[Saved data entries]
---
//! Podman socket discovery and liveness probing.
//!
//! Discovery only checks that a socket file exists. [`probe`] then speaks
//! just enough HTTP over a raw connection to confirm the endpoint is a live
//! Podman service, without paying for a full client handshake.

use std::fmt;
use std::path::PathBuf;
use std::time::Duration;

use percent_encoding::percent_decode_str;
use tokio::io::{AsyncRead, AsyncReadExt, AsyncWrite, AsyncWriteExt};
use tokio::net::TcpStream;
use tokio::time::timeout;
use tracing::{debug, trace};
use url::Url;

use crate::error::BackendError;

/// Environment variable overriding socket discovery.
pub const CONTAINER_HOST_ENV: &str = "CONTAINER_HOST";

/// Environment variable holding the per-user runtime directory.
pub const RUNTIME_DIR_ENV: &str = "XDG_RUNTIME_DIR";

/// Rootful default socket.
pub const ROOTFUL_SOCKET: &str = "/run/podman/podman.sock";

const USER_RUNTIME_ROOT: &str = "/run/user";
const SOCKET_SUFFIX: &str = "podman/podman.sock";

const PING_TIMEOUT: Duration = Duration::from_secs(5);
const PING_REQUEST: &[u8] = b"HEAD /_ping HTTP/1.1\r\nHost: localhost\r\nConnection: close\r\n\r\n";
const PING_BUFFER: usize = 1024;

/// A byte stream to the engine, over TCP or a Unix socket.
pub(crate) trait EngineIo: AsyncRead + AsyncWrite + Unpin + Send {}

impl<T: AsyncRead + AsyncWrite + Unpin + Send> EngineIo for T {}

/// Parsed engine address.
#[derive(Debug, Clone, PartialEq, Eq)]
pub enum Endpoint {
    Unix(PathBuf),
    Tcp(String),
}

impl Endpoint {
    /// Parse a `unix://` or `tcp://` URI.
    ///
    /// A `unix` path is percent-decoded, so spaces survive; a `tcp` address
    /// needs an explicit port.
    pub fn parse(uri: &str) -> Result<Self, BackendError> {
        let url = Url::parse(uri)
            .map_err(|e| BackendError::connection(format!("invalid socket URI {uri}: {e}")))?;
        match url.scheme() {
            "unix" => {
                let path = percent_decode_str(url.path()).decode_utf8_lossy();
                if path.is_empty() {
                    return Err(BackendError::connection(format!(
                        "missing socket path in {uri}"
                    )));
                }
                Ok(Self::Unix(PathBuf::from(path.as_ref())))
            }
            "tcp" => match (url.host_str().filter(|h| !h.is_empty()), url.port()) {
                (Some(host), Some(port)) => Ok(Self::Tcp(format!("{host}:{port}"))),
                (None, _) => Err(BackendError::connection(format!("missing host in {uri}"))),
                (Some(_), None) => {
                    Err(BackendError::connection(format!("missing port in {uri}")))
                }
            },
            other => Err(BackendError::UnsupportedScheme(other.to_string())),
        }
    }

    /// Open a fresh stream to the endpoint.
    pub(crate) async fn connect(&self) -> std::io::Result<Box<dyn EngineIo>> {
        match self {
            Self::Tcp(address) => Ok(Box::new(TcpStream::connect(address.as_str()).await?)),
            #[cfg(unix)]
            Self::Unix(path) => Ok(Box::new(tokio::net::UnixStream::connect(path).await?)),
            #[cfg(not(unix))]
            Self::Unix(_) => Err(std::io::Error::new(
                std::io::ErrorKind::Unsupported,
                "unix sockets are not supported on this platform",
            )),
        }
    }
}

impl fmt::Display for Endpoint {
    fn fmt(&self, f: &mut fmt::Formatter<'_>) -> fmt::Result {
        match self {
            Self::Unix(path) => write!(f, "unix://{}", path.display()),
            Self::Tcp(address) => write!(f, "tcp://{}", address),
        }
    }
}

/// Inputs to socket discovery.
///
/// [`SocketDiscovery::from_env`] snapshots the process environment; tests
/// build one by hand to point at temporary directories.
#[derive(Debug, Clone)]
pub struct SocketDiscovery {
    pub container_host: Option<String>,
    pub runtime_dir: Option<PathBuf>,
    pub uid: Option<u32>,
    pub rootful_socket: PathBuf,
    pub user_runtime_root: PathBuf,
}

impl SocketDiscovery {
    /// Read the discovery inputs from the current environment.
    pub fn from_env() -> Self {
        Self {
            container_host: non_empty_var(CONTAINER_HOST_ENV),
            runtime_dir: non_empty_var(RUNTIME_DIR_ENV).map(PathBuf::from),
            uid: current_uid(),
            rootful_socket: PathBuf::from(ROOTFUL_SOCKET),
            user_runtime_root: PathBuf::from(USER_RUNTIME_ROOT),
        }
    }

    /// Well-known socket paths in the order they are checked.
    pub fn candidates(&self) -> Vec<PathBuf> {
        let mut paths = vec![self.rootful_socket.clone()];
        if let Some(dir) = &self.runtime_dir {
            paths.push(dir.join(SOCKET_SUFFIX));
        }
        if let Some(uid) = self.uid {
            paths.push(
                self.user_runtime_root
                    .join(uid.to_string())
                    .join(SOCKET_SUFFIX),
            );
        }
        paths
    }

    /// Return the URI of the first socket found.
    ///
    /// A `CONTAINER_HOST` override is returned verbatim once it passes a
    /// syntax check, whether or not anything listens there.
    pub fn detect(&self) -> Result<String, BackendError> {
        if let Some(host) = &self.container_host {
            Url::parse(host)
                .map_err(|e| BackendError::invalid_container_host(host, e.to_string()))?;
            debug!("Using {} override: {}", CONTAINER_HOST_ENV, host);
            return Ok(host.clone());
        }

        for path in self.candidates() {
            trace!("Checking for podman socket at {}", path.display());
            if path.exists() {
                debug!("Found podman socket at {}", path.display());
                return Ok(format!("unix://{}", path.display()));
            }
        }

        Err(BackendError::SocketNotFound)
    }
}

/// Locate a Podman socket using the current environment.
pub fn detect() -> Result<String, BackendError> {
    SocketDiscovery::from_env().detect()
}

/// Check that the endpoint at `uri` answers `HEAD /_ping` with `200 OK`.
pub async fn probe(uri: &str) -> Result<(), BackendError> {
    let endpoint = Endpoint::parse(uri)?;
    probe_endpoint(&endpoint).await
}

pub(crate) async fn probe_endpoint(endpoint: &Endpoint) -> Result<(), BackendError> {
    const CONNECT: &str = "failed to connect to socket";
    const SEND: &str = "failed to send ping request";
    const READ: &str = "failed to read ping response";

    let mut stream = timeout(PING_TIMEOUT, endpoint.connect())
        .await
        .map_err(|_| BackendError::ping(CONNECT, "timed out"))?
        .map_err(|e| BackendError::ping(CONNECT, e.to_string()))?;

    timeout(PING_TIMEOUT, stream.write_all(PING_REQUEST))
        .await
        .map_err(|_| BackendError::ping(SEND, "timed out"))?
        .map_err(|e| BackendError::ping(SEND, e.to_string()))?;

    let response = timeout(PING_TIMEOUT, read_head(&mut stream))
        .await
        .map_err(|_| BackendError::ping(READ, "timed out"))?
        .map_err(|e| BackendError::ping(READ, e.to_string()))?;

    if response.contains("200 OK") {
        debug!("Podman socket {} is live", endpoint);
        Ok(())
    } else {
        Err(BackendError::ping("unexpected ping response", response))
    }
}

async fn read_head(stream: &mut Box<dyn EngineIo>) -> std::io::Result<String> {
    let mut buf = vec![0u8; PING_BUFFER];
    let n = stream.read(&mut buf).await?;
    if n == 0 {
        return Err(std::io::Error::new(
            std::io::ErrorKind::UnexpectedEof,
            "connection closed before response",
        ));
    }
    Ok(String::from_utf8_lossy(&buf[..n]).into_owned())
}

fn non_empty_var(key: &str) -> Option<String> {
    std::env::var(key).ok().filter(|v| !v.is_empty())
}

#[cfg(unix)]
fn current_uid() -> Option<u32> {
    Some(nix::unistd::getuid().as_raw())
}

#[cfg(not(unix))]
fn current_uid() -> Option<u32> {
    None
}
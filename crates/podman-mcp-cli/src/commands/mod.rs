//! CLI command implementations
//!
//! This module contains the command implementations plus the start-up steps
//! they share: configuration loading and logging.

pub mod config;
pub mod implementations;
pub mod serve;

use std::path::PathBuf;

use anyhow::{Context, Result};
use podman_mcp_config::{ConfigLoader, PodmanConfig};
use tracing::warn;
use tracing_subscriber::util::SubscriberInitExt;
use tracing_subscriber::{EnvFilter, FmtSubscriber};

use crate::GlobalOptions;

/// Load configuration: global file, then `--config`, then CLI overrides.
pub fn load_config(global: &GlobalOptions) -> Result<PodmanConfig> {
    let mut loader = ConfigLoader::new();
    let overrides = global.to_config_overrides();
    loader
        .load(global.config.as_deref(), Some(&overrides))
        .context("Failed to load configuration")
}

/// Effective log filter: `-v`/`-q` first, then the configured level.
fn log_filter(config: &PodmanConfig, global: &GlobalOptions) -> EnvFilter {
    let level = if global.verbose {
        "debug"
    } else if global.quiet {
        "error"
    } else {
        config.logging.level.as_str()
    };
    EnvFilter::try_new(level).unwrap_or_else(|_| EnvFilter::new("info"))
}

/// Install the global tracing subscriber.
///
/// Logs never go to stdout, which carries the MCP JSON-RPC stream. A
/// subscriber that is already installed is kept.
pub fn init_logging(config: &PodmanConfig, global: &GlobalOptions) -> Result<()> {
    let filter = log_filter(config, global);
    let log_file: Option<PathBuf> = global
        .log_file
        .clone()
        .or_else(|| config.logging.file.clone());

    if let Some(ref log_file) = log_file {
        let file = std::fs::File::create(log_file)
            .with_context(|| format!("Failed to create log file: {}", log_file.display()))?;
        let subscriber = FmtSubscriber::builder()
            .with_env_filter(filter)
            .with_writer(std::sync::Mutex::new(file))
            .with_ansi(false)
            .finish();
        if subscriber.try_init().is_err() {
            warn!(
                "Using existing tracing subscriber (--log-file {} ignored)",
                log_file.display()
            );
        }
    } else {
        let subscriber = FmtSubscriber::builder()
            .with_env_filter(filter)
            .with_writer(std::io::stderr)
            .with_ansi(false)
            .finish();
        let _ = subscriber.try_init();
    }

    Ok(())
}
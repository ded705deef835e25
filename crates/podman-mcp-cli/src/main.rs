//! Podman MCP Server - container management tools for AI assistants
//!
//! Serves the Podman MCP tools over stdio or Streamable HTTP, running each operation through the
//! podman REST API or the podman CLI, whichever is selected.
//!
//! # Usage
//!
//! ```bash
//! # Serve over stdio, auto-detecting the backend
//! podman-mcp-server
//!
//! # Serve Streamable HTTP at http://localhost:8080/mcp
//! podman-mcp-server --port 8080
//!
//! # Force the CLI backend with JSON list output
//! podman-mcp-server --podman-impl cli --output-format json
//!
//! # Show which backends are available
//! podman-mcp-server implementations
//! ```

use std::path::PathBuf;

use anyhow::Result;
use clap::{Args, Parser, Subcommand};
use podman_mcp_config::ConfigOverrides;

mod commands;

/// Podman MCP Server - manage containers from MCP clients
#[derive(Parser, Debug)]
#[command(name = "podman-mcp-server")]
#[command(author, version, about, long_about = None)]
#[command(propagate_version = true)]
struct Cli {
    #[command(subcommand)]
    command: Option<Commands>,

    #[command(flatten)]
    serve: commands::serve::ServeArgs,

    #[command(flatten)]
    global: GlobalOptions,
}

/// Global options available to all commands
#[derive(Args, Debug, Clone)]
struct GlobalOptions {
    /// Podman implementation to use (api, cli). Auto-detected when omitted
    #[arg(long, global = true, env = "PODMAN_MCP_IMPL")]
    podman_impl: Option<String>,

    /// Output format for list operations (text, json)
    #[arg(long, global = true, env = "PODMAN_MCP_OUTPUT_FORMAT")]
    output_format: Option<String>,

    /// Path to configuration file
    #[arg(long, short = 'c', global = true, env = "PODMAN_MCP_CONFIG")]
    config: Option<PathBuf>,

    /// Log level or filter directive (e.g. debug, podman_mcp_backend=trace)
    #[arg(long, global = true, env = "PODMAN_MCP_LOG")]
    log_level: Option<String>,

    /// Log file path (default: stderr)
    #[arg(long, global = true)]
    log_file: Option<PathBuf>,

    /// Enable verbose output
    #[arg(long, short = 'v', global = true)]
    verbose: bool,

    /// Suppress non-essential output
    #[arg(long, short = 'q', global = true)]
    quiet: bool,
}

impl GlobalOptions {
    /// Convert global options to config overrides
    pub fn to_config_overrides(&self) -> ConfigOverrides {
        ConfigOverrides {
            podman_impl: self.podman_impl.clone(),
            output_format: self.output_format.clone(),
            log_level: self.log_level.clone(),
        }
    }
}

#[derive(Subcommand, Debug)]
enum Commands {
    /// Serve the MCP tools (default)
    Serve(commands::serve::ServeArgs),

    /// List the podman implementations and their availability
    Implementations(commands::implementations::ImplementationsArgs),

    /// View and edit the user configuration file
    #[command(subcommand)]
    Config(commands::config::ConfigCommand),
}

#[tokio::main]
async fn main() -> Result<()> {
    let cli = Cli::parse();

    match cli.command {
        None => commands::serve::execute(cli.serve, cli.global).await,
        Some(Commands::Serve(args)) => {
            commands::serve::execute(args.or(cli.serve), cli.global).await
        }
        Some(Commands::Implementations(args)) => {
            commands::implementations::execute(args, cli.global).await
        }
        Some(Commands::Config(cmd)) => commands::config::execute(cmd, cli.global).await,
    }
}
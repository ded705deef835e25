//! Records decoded from list responses.
//!
//! Only the fields the text tables need are kept. Both libpod and
//! docker-compatible key spellings are accepted, and `null` reads as empty.

use chrono::{DateTime, TimeZone, Utc};
use serde::de::DeserializeOwned;
use serde::{Deserialize, Deserializer};
use serde_json::Value;

use crate::error::BackendError;

fn nullable<'de, D, T>(deserializer: D) -> Result<T, D::Error>
where
    D: Deserializer<'de>,
    T: Default + Deserialize<'de>,
{
    Ok(Option::<T>::deserialize(deserializer)?.unwrap_or_default())
}

/// A string or a list of strings.
#[derive(Debug, Clone, Deserialize)]
#[serde(untagged)]
enum Words {
    One(String),
    Many(Vec<String>),
}

fn words<'de, D>(deserializer: D) -> Result<Vec<String>, D::Error>
where
    D: Deserializer<'de>,
{
    Ok(match Option::<Words>::deserialize(deserializer)? {
        Some(Words::One(s)) if s.is_empty() => Vec::new(),
        Some(Words::One(s)) => vec![s],
        Some(Words::Many(v)) => v,
        None => Vec::new(),
    })
}

/// Creation time as unix seconds or RFC 3339 text.
#[derive(Debug, Clone, Copy, Default, PartialEq, Eq)]
pub struct Timestamp(pub Option<DateTime<Utc>>);

impl<'de> Deserialize<'de> for Timestamp {
    fn deserialize<D: Deserializer<'de>>(deserializer: D) -> Result<Self, D::Error> {
        let value = Option::<Value>::deserialize(deserializer)?;
        let time = match value {
            Some(Value::Number(n)) => n
                .as_i64()
                .filter(|secs| *secs > 0)
                .and_then(|secs| Utc.timestamp_opt(secs, 0).single()),
            Some(Value::String(s)) => DateTime::parse_from_rfc3339(&s)
                .ok()
                .map(|t| t.with_timezone(&Utc))
                .filter(|t| t.timestamp() > 0),
            _ => None,
        };
        Ok(Self(time))
    }
}

#[derive(Debug, Clone, Default, Deserialize, PartialEq, Eq)]
pub struct PortMapping {
    #[serde(default, alias = "PublicPort", deserialize_with = "nullable")]
    pub host_port: u16,
    #[serde(default, alias = "PrivatePort", deserialize_with = "nullable")]
    pub container_port: u16,
    #[serde(default, alias = "Type", deserialize_with = "nullable")]
    pub protocol: String,
}

#[derive(Debug, Clone, Default, Deserialize)]
pub struct ContainerSummary {
    #[serde(default, rename = "Id", alias = "ID", alias = "id", deserialize_with = "nullable")]
    pub id: String,
    #[serde(default, rename = "Image", alias = "image", deserialize_with = "nullable")]
    pub image: String,
    #[serde(default, rename = "Command", alias = "command", deserialize_with = "words")]
    pub command: Vec<String>,
    #[serde(default, rename = "Created", alias = "created")]
    pub created: Timestamp,
    #[serde(default, rename = "State", alias = "state", deserialize_with = "nullable")]
    pub state: String,
    #[serde(default, rename = "Status", alias = "status", deserialize_with = "nullable")]
    pub status: String,
    #[serde(default, rename = "Ports", alias = "ports", deserialize_with = "nullable")]
    pub ports: Vec<PortMapping>,
    #[serde(default, rename = "Names", alias = "names", deserialize_with = "words")]
    pub names: Vec<String>,
}

#[derive(Debug, Clone, Default, Deserialize)]
pub struct ImageSummary {
    #[serde(default, rename = "Id", alias = "ID", alias = "id", deserialize_with = "nullable")]
    pub id: String,
    #[serde(default, rename = "RepoTags", deserialize_with = "nullable")]
    pub repo_tags: Vec<String>,
    #[serde(default, rename = "Names", deserialize_with = "nullable")]
    pub names: Vec<String>,
    #[serde(default, rename = "Digest", deserialize_with = "nullable")]
    pub digest: String,
    #[serde(default, rename = "Created")]
    pub created: Timestamp,
    #[serde(default, rename = "Size", deserialize_with = "nullable")]
    pub size: i64,
}

#[derive(Debug, Clone, Default, Deserialize)]
pub struct NetworkSummary {
    #[serde(default, alias = "Id", alias = "ID", deserialize_with = "nullable")]
    pub id: String,
    #[serde(default, alias = "Name", deserialize_with = "nullable")]
    pub name: String,
    #[serde(default, alias = "Driver", deserialize_with = "nullable")]
    pub driver: String,
}

#[derive(Debug, Clone, Default, Deserialize)]
pub struct VolumeSummary {
    #[serde(default, rename = "Name", alias = "name", deserialize_with = "nullable")]
    pub name: String,
    #[serde(default, rename = "Driver", alias = "driver", deserialize_with = "nullable")]
    pub driver: String,
}

/// Reduce a volume list response to its array of volumes.
///
/// libpod answers with a bare array, the compatible API with
/// `{"Volumes": [...]}`.
pub fn volume_entries(value: Value) -> Value {
    match value {
        Value::Object(mut map) => map
            .remove("Volumes")
            .filter(|v| !v.is_null())
            .unwrap_or_else(|| Value::Array(Vec::new())),
        Value::Null => Value::Array(Vec::new()),
        other => other,
    }
}

/// Decode a JSON array into records; `null` is an empty list.
pub fn records<T: serde::de::DeserializeOwned>(value: Value) -> Result<Vec<T>, serde_json::Error> {
    if value.is_null() {
        return Ok(Vec::new());
    }
    serde_json::from_value(value)
}

/// `POST /libpod/containers/create` response.
#[derive(Debug, Clone, Deserialize)]
pub(crate) struct CreateResponse {
    #[serde(rename = "Id", alias = "id")]
    pub id: String,
}

/// One entry of a container removal response.
#[derive(Debug, Clone, Default, Deserialize)]
pub(crate) struct RemoveReport {
    #[serde(default, rename = "Err", deserialize_with = "nullable")]
    pub err: String,
}

/// `DELETE /libpod/images/remove` response.
#[derive(Debug, Clone, Default, Deserialize)]
pub(crate) struct ImageRemoveReport {
    #[serde(default, rename = "Deleted", deserialize_with = "nullable")]
    pub deleted: Vec<String>,
    #[serde(default, rename = "Errors", deserialize_with = "nullable")]
    pub errors: Vec<String>,
}

/// Decode a remove report; an empty body means nothing to report.
pub(crate) fn report<T>(body: &[u8]) -> Result<T, BackendError>
where
    T: DeserializeOwned + Default,
{
    if body.iter().all(u8::is_ascii_whitespace) {
        return Ok(T::default());
    }
    Ok(serde_json::from_slice(body)?)
}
---
◆ Your assignment ◆
Whenever a line of the data includes "AsyncWrite", copy that line.

◆ Written reply ◆
use tokio::io::{AsyncRead, AsyncReadExt, AsyncWrite, AsyncWriteExt};
pub(crate) trait EngineIo: AsyncRead + AsyncWrite + Unpin + Send {}
impl<T: AsyncRead + AsyncWrite + Unpin + Send> EngineIo for T {}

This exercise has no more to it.